It sure fooled the Pittsburgh District Attorney's office this year. The DA's office brought charges against a Pittsburgh PAT bus driver for indecent exposure, endangering the welfare of children, corruption of minors and reckless endangerment when he was seen (first by another PAT driver) to have put his son's head on his lap and to have patted his rear.
All PAT buses run video cameras, and after PAT officials reviewed the video, they suspected evil doing and shared the video with the DA's office. Then the travesty began. Anthony Leffler, 51, was arrested, lost his job and was told to stay away from his sons. This, of course, led to his being humiliated and publicly accused of being a pervert. Fortunately, Common Pleas Judge avid Cashman saw a ridiculous situation and threw the case out, proving that common sense can prevail over poor body language interpretation.

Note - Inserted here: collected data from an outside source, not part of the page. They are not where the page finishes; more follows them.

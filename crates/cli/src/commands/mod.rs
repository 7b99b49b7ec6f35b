pub mod scan;
pub mod sites;
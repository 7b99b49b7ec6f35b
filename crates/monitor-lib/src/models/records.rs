//! Auxiliary records fetched while resolving VM metadata

use serde::Deserialize;
use std::collections::BTreeMap;

use super::fields;

/// `image show` reply
#[derive(Debug, Clone, Default, Deserialize)]
pub struct ImageDetail {
    #[serde(default, deserialize_with = "fields::properties")]
    pub properties: BTreeMap<String, String>,
}

/// `volume show` reply
#[derive(Debug, Clone, Default, Deserialize)]
pub struct VolumeDetail {
    /// Properties copied from the image the volume was created from
    #[serde(default, deserialize_with = "fields::properties")]
    pub volume_image_metadata: BTreeMap<String, String>,
}

/// `token issue` reply
#[derive(Debug, Clone, Deserialize)]
pub struct IssuedToken {
    pub user_id: String,
}

/// `user show` reply
#[derive(Debug, Clone, Deserialize)]
pub struct UserDetail {
    pub id: String,
    pub domain_id: String,
}

#[cfg(test)]
mod tests {
    use super::*;

    #[test]
    fn test_image_properties_text_form() {
        let detail: ImageDetail = serde_json::from_value(serde_json::json!({
            "properties": "os_distro='ubuntu', os_version='22.04'"
        }))
        .unwrap();
        assert_eq!(detail.properties["os_distro"], "ubuntu");
        assert_eq!(detail.properties["os_version"], "22.04");
    }

    #[test]
    fn test_volume_without_image_metadata() {
        let detail: VolumeDetail =
            serde_json::from_value(serde_json::json!({"id": "vol-1", "size": 20})).unwrap();
        assert!(detail.volume_image_metadata.is_empty());
    }
}
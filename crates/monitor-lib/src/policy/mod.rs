//! Policy evaluator
//!
//! Stateless checks over reconciled VM facts and site-wide listings. Only
//! the age policy ever marks a finding eligible for deletion.

mod age;
mod quota;
mod unused;

pub use age::{AgePolicy, MaxAge};
pub use quota::{QuotaPolicy, RatioOutcome};
pub use unused::{
    unused_floating_ips, unused_security_group_names, unused_security_groups, unused_volumes,
};

use serde::{Deserialize, Serialize};

use crate::models::{CupsStatus, Finding, Rule, Subject, VmFacts};

fn default_min_ram_gib_per_core() -> f64 {
    1.0
}

fn default_min_secgroups_per_instance() -> f64 {
    3.0
}

fn default_min_floating_ips_per_instance() -> f64 {
    1.0
}

fn default_check_quotas() -> bool {
    true
}

/// Policy thresholds
#[derive(Debug, Clone, Serialize, Deserialize)]
pub struct PolicyConfig {
    #[serde(default)]
    pub max_age: MaxAge,
    #[serde(default = "default_min_ram_gib_per_core")]
    pub min_ram_gib_per_core: f64,
    #[serde(default = "default_min_secgroups_per_instance")]
    pub min_secgroups_per_instance: f64,
    #[serde(default = "default_min_floating_ips_per_instance")]
    pub min_floating_ips_per_instance: f64,
    #[serde(default = "default_check_quotas")]
    pub check_quotas: bool,
}

impl Default for PolicyConfig {
    fn default() -> Self {
        Self {
            max_age: MaxAge::default(),
            min_ram_gib_per_core: default_min_ram_gib_per_core(),
            min_secgroups_per_instance: default_min_secgroups_per_instance(),
            min_floating_ips_per_instance: default_min_floating_ips_per_instance(),
            check_quotas: default_check_quotas(),
        }
    }
}

#[derive(Debug, Clone)]
pub struct PolicyEvaluator {
    age: AgePolicy,
    quota: QuotaPolicy,
}

impl PolicyEvaluator {
    pub fn new(config: &PolicyConfig) -> Self {
        Self {
            age: AgePolicy::new(config.max_age),
            quota: QuotaPolicy {
                min_ram_gib_per_core: config.min_ram_gib_per_core,
                min_secgroups_per_instance: config.min_secgroups_per_instance,
                min_floating_ips_per_instance: config.min_floating_ips_per_instance,
            },
        }
    }

    pub fn age(&self) -> &AgePolicy {
        &self.age
    }

    pub fn quota(&self) -> &QuotaPolicy {
        &self.quota
    }

    /// Per-VM findings: staleness, then an exposed CUPS port
    pub fn evaluate_vm(&self, vm: &VmFacts) -> Vec<Finding> {
        let mut findings: Vec<Finding> = self.age.evaluate(vm).into_iter().collect();
        if vm.cups == Some(CupsStatus::Open) {
            findings.push(Finding::warning(
                Subject::Vm(vm.id.clone()),
                Rule::CupsExposed,
                "CUPS port 631 is reachable from the internet",
            ));
        }
        findings
    }
}

impl Default for PolicyEvaluator {
    fn default() -> Self {
        Self::new(&PolicyConfig::default())
    }
}
//! Configuration system using TOML files.
//!
//! Config is stored in the OS-standard config directory:
//! - Windows: %APPDATA%\tax-minder\config.toml
//! - macOS: ~/Library/Application Support/tax-minder/config.toml
//! - Linux: ~/.config/tax-minder/config.toml
//!
//! The config file is human-readable and editable. Settings are loaded
//! fresh for each command and saved when changed through `configure`.

use serde::{Deserialize, Serialize};
use std::path::{Path, PathBuf};

/// Application configuration
#[derive(Debug, Clone, Default, Serialize, Deserialize)]
#[serde(default)]
pub struct Config {
    /// API credentials (keep separate for potential future encryption)
    pub credentials: Credentials,
}

/// API credentials
#[derive(Debug, Clone, Default, Serialize, Deserialize)]
#[serde(default)]
pub struct Credentials {
    /// TaxJar API token for rate lookups
    pub api_token: Option<String>,
}

// ============================================================================
// Config File Operations
// ============================================================================

/// Get the config directory path
pub fn config_dir() -> Option<PathBuf> {
    dirs::config_dir().map(|d| d.join("tax-minder"))
}

/// Get the full path to the config file
pub fn config_path() -> Option<PathBuf> {
    config_dir().map(|d| d.join("config.toml"))
}

/// Load configuration from a file
///
/// Returns default config if the file doesn't exist or can't be parsed.
/// Logs warnings but doesn't fail - we always return a usable config.
pub fn load_from(path: &Path) -> Config {
    if !path.exists() {
        tracing::info!("No config file found at {:?}, using defaults", path);
        return Config::default();
    }

    match std::fs::read_to_string(path) {
        Ok(contents) => match toml::from_str(&contents) {
            Ok(config) => {
                tracing::info!("Loaded config from {:?}", path);
                config
            }
            Err(e) => {
                tracing::error!("Failed to parse config file {:?}: {}", path, e);
                tracing::warn!("Using default configuration");
                Config::default()
            }
        },
        Err(e) => {
            tracing::error!("Failed to read config file {:?}: {}", path, e);
            Config::default()
        }
    }
}

/// Save configuration to a file
///
/// Creates the parent directory if it doesn't exist.
pub fn save_to(path: &Path, config: &Config) -> Result<(), ConfigError> {
    if let Some(dir) = path.parent() {
        std::fs::create_dir_all(dir).map_err(|e| ConfigError::CreateDir(dir.to_path_buf(), e))?;
    }

    // Serialize to pretty TOML
    let contents = toml::to_string_pretty(config).map_err(ConfigError::Serialize)?;

    // Write atomically (write to temp, then rename)
    let temp_path = path.with_extension("toml.tmp");
    std::fs::write(&temp_path, &contents).map_err(|e| ConfigError::Write(temp_path.clone(), e))?;
    std::fs::rename(&temp_path, path)
        .map_err(|e| ConfigError::Rename(temp_path, path.to_path_buf(), e))?;

    tracing::info!("Saved config to {:?}", path);
    Ok(())
}

// ============================================================================
// Error Types
// ============================================================================

/// Configuration errors
#[derive(Debug, thiserror::Error)]
pub enum ConfigError {
    #[error("Failed to create config directory {0}: {1}")]
    CreateDir(PathBuf, std::io::Error),

    #[error("Failed to serialize config: {0}")]
    Serialize(toml::ser::Error),

    #[error("Failed to write config to {0}: {1}")]
    Write(PathBuf, std::io::Error),

    #[error("Failed to rename temp file {0} to {1}: {2}")]
    Rename(PathBuf, PathBuf, std::io::Error),
}

// ============================================================================
// Tests
// ============================================================================

#[cfg(test)]
mod tests {
    use super::*;

    #[test]
    fn test_default_config_serializes() {
        let config = Config::default();
        let toml = toml::to_string_pretty(&config).unwrap();
        assert!(toml.contains("[credentials]"));
    }

    #[test]
    fn test_config_roundtrip() {
        let mut config = Config::default();
        config.credentials.api_token = Some("test-token-123".to_string());

        let toml = toml::to_string_pretty(&config).unwrap();
        let parsed: Config = toml::from_str(&toml).unwrap();

        assert_eq!(
            parsed.credentials.api_token,
            Some("test-token-123".to_string())
        );
    }

    #[test]
    fn test_empty_config_uses_defaults() {
        let config: Config = toml::from_str("").unwrap();
        assert!(config.credentials.api_token.is_none());
    }

    #[test]
    fn test_save_and_load_file() {
        let dir = tempfile::tempdir().unwrap();
        let path = dir.path().join("nested").join("config.toml");

        let mut config = Config::default();
        config.credentials.api_token = Some("persisted".to_string());
        save_to(&path, &config).unwrap();

        let loaded = load_from(&path);
        assert_eq!(loaded.credentials.api_token, Some("persisted".to_string()));
    }

    #[test]
    fn test_load_missing_file_is_default() {
        let dir = tempfile::tempdir().unwrap();
        let config = load_from(&dir.path().join("missing.toml"));
        assert!(config.credentials.api_token.is_none());
    }

    #[test]
    fn test_load_corrupt_file_is_default() {
        let dir = tempfile::tempdir().unwrap();
        let path = dir.path().join("config.toml");
        std::fs::write(&path, "not = [valid").unwrap();

        let config = load_from(&path);
        assert!(config.credentials.api_token.is_none());
    }
}
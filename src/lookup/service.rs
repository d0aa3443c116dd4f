//! Test lookup orchestration.
//!
//! Drives one end-to-end "test this address" request: validate the submitted
//! form, resolve the country selection, call the rate gateway and format the
//! outcome into a diagnostic report. Per-request only - nothing is persisted,
//! retried, or shared between invocations, and every failure mode comes back
//! in the response rather than as an error.

use crate::directory::{CountryDirectory, NO_COUNTRY};

use super::domain::TestAddress;
use super::report::{self, RateReport};
use super::traits::RateApi;

/// Submitted form data for one test lookup.
#[derive(Debug, Clone, Default, PartialEq, Eq)]
pub struct TestLookupRequest {
    /// Candidate API token - tested as submitted, which may differ from the
    /// stored one
    pub api_token: String,
    /// Country selection identifier; "0" means no country chosen
    pub country_id: String,
    pub city: String,
    pub postal_code: String,
}

/// What the caller renders back to the admin.
#[derive(Debug, Clone, PartialEq, Eq)]
pub struct TestLookupResponse {
    /// Formatted diagnostic; absent when validation rejected the form and
    /// the input should simply be redisplayed
    pub report: Option<RateReport>,
    /// Submitted address fields, echoed for redisplay next to the result
    pub submitted: SubmittedAddress,
}

/// The address fields exactly as submitted.
#[derive(Debug, Clone, Default, PartialEq, Eq)]
pub struct SubmittedAddress {
    pub country_id: String,
    pub city: String,
    pub postal_code: String,
}

/// Structural validation failure for the submitted form.
#[derive(Debug, Clone, PartialEq, Eq, thiserror::Error)]
pub enum ValidationError {
    #[error("country selection must be a numeric identifier, got {0:?}")]
    MalformedCountrySelection(String),
}

/// Orchestrates test lookups against a rate gateway and country directory.
pub struct TestLookupService<R, D> {
    rates: R,
    countries: D,
}

impl<R: RateApi, D: CountryDirectory> TestLookupService<R, D> {
    pub fn new(rates: R, countries: D) -> Self {
        Self { rates, countries }
    }

    /// Run one test lookup end to end.
    ///
    /// Validation failures produce no report (the form is redisplayed
    /// unchanged, no lookup is attempted). Provider failures become the
    /// report's single error line, verbatim.
    pub async fn run(&self, request: TestLookupRequest) -> TestLookupResponse {
        let submitted = SubmittedAddress {
            country_id: request.country_id.clone(),
            city: request.city.clone(),
            postal_code: request.postal_code.clone(),
        };

        if let Err(error) = validate(&request) {
            tracing::debug!("rejecting test lookup form: {error}");
            return TestLookupResponse {
                report: None,
                submitted,
            };
        }

        let address = TestAddress {
            country_code: self.resolve_country_code(&request.country_id),
            city: non_empty(&request.city),
            // The address contract carries a region, but this workflow has
            // never forwarded one. Kept as-is; see the quirk test below.
            region: None,
            postal_code: non_empty(&request.postal_code),
        };

        let outcome = self.rates.lookup_rate(&request.api_token, &address).await;
        TestLookupResponse {
            report: Some(report::render(&outcome)),
            submitted,
        }
    }

    /// Translate the form's country selection into an ISO code.
    ///
    /// "0" and identifiers the directory doesn't know both yield no code.
    /// The lookup still proceeds either way - the provider is the one that
    /// decides what an address without a country means.
    fn resolve_country_code(&self, country_id: &str) -> Option<String> {
        country_id
            .parse::<u32>()
            .ok()
            .filter(|&id| id != NO_COUNTRY)
            .and_then(|id| self.countries.resolve(id))
            .map(|country| country.iso_code)
    }
}

/// The sole input-validation gate: the form must be structurally sound.
///
/// There is deliberately no postal-code format or city/country consistency
/// checking here - the provider is the authority on address validity.
fn validate(request: &TestLookupRequest) -> Result<(), ValidationError> {
    let id = &request.country_id;
    if id.is_empty() || !id.bytes().all(|b| b.is_ascii_digit()) {
        return Err(ValidationError::MalformedCountrySelection(id.clone()));
    }
    Ok(())
}

fn non_empty(value: &str) -> Option<String> {
    let trimmed = value.trim();
    (!trimmed.is_empty()).then(|| trimmed.to_string())
}
//! Rate test lookup - validates an address, queries the external tax-rate
//! provider and formats the resulting breakdown into a diagnostic report.
//!
//! # Architecture
//!
//! This module follows a clean separation between:
//! - **Domain models** (`domain.rs`) - Internal types that represent our business logic
//! - **API DTOs** (`taxjar/dto.rs`) - Exact API response shapes
//! - **Adapter** - Converts DTOs to domain models
//! - **Client** - HTTP client for the provider's rates endpoint
//! - **Report** - Ordered diagnostic rendering of an outcome
//! - **Service** - High-level orchestration of one test lookup
//!
//! This decoupling means:
//! 1. Provider API changes don't ripple through our codebase
//! 2. We can test the API contract independently
//! 3. We can swap providers without changing the lookup workflow
//!
//! # Usage
//!
//! ```ignore
//! use lookup::{TaxJarClient, TestLookupRequest, TestLookupService};
//!
//! let service = TestLookupService::new(TaxJarClient::new(), EmbeddedDirectory);
//! let response = service.run(TestLookupRequest {
//!     api_token: "your-api-token".to_string(),
//!     country_id: "45".to_string(),
//!     city: "Los Angeles".to_string(),
//!     postal_code: "90001".to_string(),
//! }).await;
//! println!("{}", response.report.unwrap().to_text());
//! ```

pub mod domain;
pub mod report;
pub mod service;
pub mod taxjar;
pub mod traits;

pub use domain::{JurisdictionRates, LookupError, RateBreakdown, TestAddress, VatRates};
pub use report::{RateReport, ReportLine};
pub use service::{TestLookupRequest, TestLookupResponse, TestLookupService};
pub use taxjar::TaxJarClient;
pub use traits::RateApi;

What should you think when a child's head is put in his father's lap? A sex thing going on? What should you think if a man pats his son's (or, worse, his daughter's back side)? A sex thing going on? It seems ridiculous to even consider, doesn't it?
What should you think if the person across from you folds his arms across his chest? That he's angry? Maybe he's cold. What if a woman looks at you? Should you assume she's automatically interested in you? Maybe you have a new pimple on your nose.
What should you think if I look away and up to my left? That I'm lying? Maybe I'm just shy.
We are told that in emotional situations we communicate with few words and much body language (the famous and misrepresented Albert Mehrabian study at UCLA). If it is true that we use body language to understand each other in emotional times, we must think carefully and realize that body language needs to be consider in context and not in isolated body clues. Or, we will attribute messages that aren't being sent or don't exist.
This happened to Anthony Leffler and he suffered for it. Wouldn't you like to talk to his accusers and ask them why they see pedophilia when a dad puts his son's head in his lap and pats his butt?
BTW - Mehrabian said that we express our feeling 7% by words, 38% by tone of voice and 55% by body language. He didn't say that we always communicate this way. It's in emotional times when we express feelings. The bus driver was being emotional and he used body language to expres it. Unfortunately, some troubled people with wild imaginations misunderstood.